- Opening Delimiter -

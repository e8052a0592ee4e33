use std::path::PathBuf;

use anyhow::Context as _;
use clap::{Parser, Subcommand};
use storyloop::encode::ffmpeg::ensure_parent_dir;
use storyloop::playback::schedule::DEFAULT_REFRESH;
use tracing_subscriber::EnvFilter;

use storyloop::{
    Downloads, ExportPipeline, FfmpegCapture, FrameRenderer, FrameScheduler, LogNotifier,
    Progress, RealtimeScheduler, RendererOpts, SourceImage, StoryDocument, StoryViewer,
    VirtualScheduler,
};

#[derive(Parser, Debug)]
#[command(name = "storyloop", version)]
struct Cli {
    #[command(subcommand)]
    cmd: Command,
}

#[derive(Subcommand, Debug)]
enum Command {
    /// Render a single frame as a PNG.
    Frame(FrameArgs),
    /// Export one loop as MP4/WebM (requires `ffmpeg` on PATH).
    Export(ExportArgs),
    /// Save the source image unchanged into the downloads directory.
    Image(ImageArgs),
    /// List the animation presets.
    Presets,
}

#[derive(Parser, Debug)]
struct FrameArgs {
    /// Input story JSON.
    #[arg(long = "in")]
    in_path: PathBuf,

    /// Loop progress in `[0, 1)`.
    #[arg(long, default_value_t = 0.0)]
    progress: f64,

    /// Output PNG path.
    #[arg(long)]
    out: PathBuf,

    /// Print the loaded font faces.
    #[arg(long)]
    dump_fonts: bool,
}

#[derive(Parser, Debug)]
struct ExportArgs {
    /// Input story JSON.
    #[arg(long = "in")]
    in_path: PathBuf,

    /// Downloads directory; overrides `export.out_dir`.
    #[arg(long)]
    out_dir: Option<PathBuf>,

    /// Pace frames on the wall clock instead of rendering as fast as possible.
    #[arg(long)]
    realtime: bool,
}

#[derive(Parser, Debug)]
struct ImageArgs {
    /// Input story JSON.
    #[arg(long = "in")]
    in_path: PathBuf,

    /// Downloads directory; overrides `export.out_dir`.
    #[arg(long)]
    out_dir: Option<PathBuf>,
}

fn main() -> anyhow::Result<()> {
    let filter = EnvFilter::try_from_default_env().unwrap_or_else(|_| EnvFilter::new("info"));
    tracing_subscriber::fmt()
        .with_env_filter(filter)
        .with_writer(std::io::stderr)
        .init();

    let cli = Cli::parse();
    match cli.cmd {
        Command::Frame(args) => cmd_frame(args),
        Command::Export(args) => cmd_export(args),
        Command::Image(args) => cmd_image(args),
        Command::Presets => cmd_presets(),
    }
}

fn read_story(path: &std::path::Path) -> anyhow::Result<StoryDocument> {
    let doc = StoryDocument::from_path(path)?;
    doc.validate()?;
    Ok(doc)
}

fn build_viewer<S: FrameScheduler>(
    doc: &StoryDocument,
    scheduler: S,
) -> anyhow::Result<StoryViewer<S>> {
    let renderer = FrameRenderer::new(RendererOpts::default(), doc.font_book()?)?;
    let mut viewer = StoryViewer::new(scheduler, renderer);
    viewer.set_selection(doc.selection()?);
    viewer.set_overlay(doc.overlay.clone());
    let image_path = doc.image_path();
    let image = SourceImage::open(&image_path)
        .with_context(|| format!("load image '{}'", image_path.display()))?;
    viewer.set_image(image);
    Ok(viewer)
}

fn cmd_frame(args: FrameArgs) -> anyhow::Result<()> {
    let doc = read_story(&args.in_path)?;
    let mut viewer = build_viewer(&doc, VirtualScheduler::new(DEFAULT_REFRESH))?;

    if args.dump_fonts {
        eprintln!("fonts:");
        for name in doc.font_book()?.names() {
            eprintln!("  {name}");
        }
    }

    let frame = viewer
        .render_at(Progress::new(args.progress))?
        .context("no image to render")?;
    ensure_parent_dir(&args.out)?;
    frame
        .save_png(&args.out)
        .with_context(|| format!("write png '{}'", args.out.display()))?;

    eprintln!("wrote {}", args.out.display());
    Ok(())
}

fn cmd_export(args: ExportArgs) -> anyhow::Result<()> {
    let doc = read_story(&args.in_path)?;
    let settings = doc.export_settings()?;
    let out_dir = args.out_dir.unwrap_or_else(|| doc.out_dir());
    let mut pipeline = ExportPipeline::new(
        FfmpegCapture::probe(),
        LogNotifier,
        Downloads::new(out_dir),
        settings.clone(),
    );

    let report = if args.realtime {
        let mut viewer = build_viewer(&doc, RealtimeScheduler::default())?;
        pipeline.export(&mut viewer)?
    } else {
        let scheduler = VirtualScheduler::new(settings.fps.frame_interval());
        let mut viewer = build_viewer(&doc, scheduler)?;
        pipeline.export(&mut viewer)?
    };

    eprintln!(
        "wrote {} ({}, {} frames{})",
        report.path.display(),
        report.mime,
        report.frames,
        if report.with_audio { ", with audio" } else { "" }
    );
    Ok(())
}

fn cmd_image(args: ImageArgs) -> anyhow::Result<()> {
    let doc = read_story(&args.in_path)?;
    let image_path = doc.image_path();
    let image = SourceImage::open(&image_path)
        .with_context(|| format!("load image '{}'", image_path.display()))?;
    let out_dir = args.out_dir.unwrap_or_else(|| doc.out_dir());
    let path = Downloads::new(out_dir).save_image(&image)?;
    eprintln!("wrote {}", path.display());
    Ok(())
}

fn cmd_presets() -> anyhow::Result<()> {
    for p in &storyloop::PRESETS {
        println!(
            "{:<10} {:<12} {:<15} {:>6} ms  {}",
            p.id,
            p.label,
            p.kind.name(),
            p.duration_ms,
            p.description
        );
    }
    Ok(())
}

- Closing Delimiter -

TASK GOAL »
Exactly the lines from the start of the entries through the one bearing "loaded font faces." are to be output, with both ends included.

SOLUTION BELOW »
repository e8052a0592ee4e33
use std::path::PathBuf;

use anyhow::Context as _;
use clap::{Parser, Subcommand};
use storyloop::encode::ffmpeg::ensure_parent_dir;
use storyloop::playback::schedule::DEFAULT_REFRESH;
use tracing_subscriber::EnvFilter;

use storyloop::{
    Downloads, ExportPipeline, FfmpegCapture, FrameRenderer, FrameScheduler, LogNotifier,
    Progress, RealtimeScheduler, RendererOpts, SourceImage, StoryDocument, StoryViewer,
    VirtualScheduler,
};

#[derive(Parser, Debug)]
#[command(name = "storyloop", version)]
struct Cli {
    #[command(subcommand)]
    cmd: Command,
}

#[derive(Subcommand, Debug)]
enum Command {
    /// Render a single frame as a PNG.
    Frame(FrameArgs),
    /// Export one loop as MP4/WebM (requires `ffmpeg` on PATH).
    Export(ExportArgs),
    /// Save the source image unchanged into the downloads directory.
    Image(ImageArgs),
    /// List the animation presets.
    Presets,
}

#[derive(Parser, Debug)]
struct FrameArgs {
    /// Input story JSON.
    #[arg(long = "in")]
    in_path: PathBuf,

    /// Loop progress in `[0, 1)`.
    #[arg(long, default_value_t = 0.0)]
    progress: f64,

    /// Output PNG path.
    #[arg(long)]
    out: PathBuf,

    /// Print the loaded font faces.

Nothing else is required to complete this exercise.